* _Work item_: Wherever "trimmed" turns up in the entries, copy out the line that holds it.

[Stored items from a collection]
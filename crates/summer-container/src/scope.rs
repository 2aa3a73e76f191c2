//! Component scopes.

use std::str::FromStr;

use strum::{Display, EnumString};

use crate::ContainerError;

/// Lifetime policy applied to instances of a component definition.
#[derive(Debug, Clone, Copy, PartialEq, Eq, Default, Display, EnumString)]
#[strum(serialize_all = "snake_case", ascii_case_insensitive)]
pub enum Scope {
    /// One shared instance, created on first resolution and cached until the
    /// container closes.
    #[default]
    Singleton,
    /// A fresh instance for every resolution, owned by the caller.
    Prototype,
}

impl Scope {
    /// Parses a declared scope string.
    ///
    /// A blank value means [`Scope::Singleton`]; matching ignores ASCII case.
    ///
    /// # Errors
    ///
    /// Returns [`ContainerError::UnsupportedScope`] for any other value.
    pub fn from_declared(value: &str) -> Result<Self, ContainerError> {
        let trimmed = value.trim();
        if trimmed.is_empty() {
            return Ok(Self::Singleton);
        }
        Self::from_str(trimmed).map_err(|_| ContainerError::UnsupportedScope {
            value: value.to_owned(),
        })
    }
}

* _Reply_:
        let trimmed = value.trim();
        if trimmed.is_empty() {
        Self::from_str(trimmed).map_err(|_| ContainerError::UnsupportedScope {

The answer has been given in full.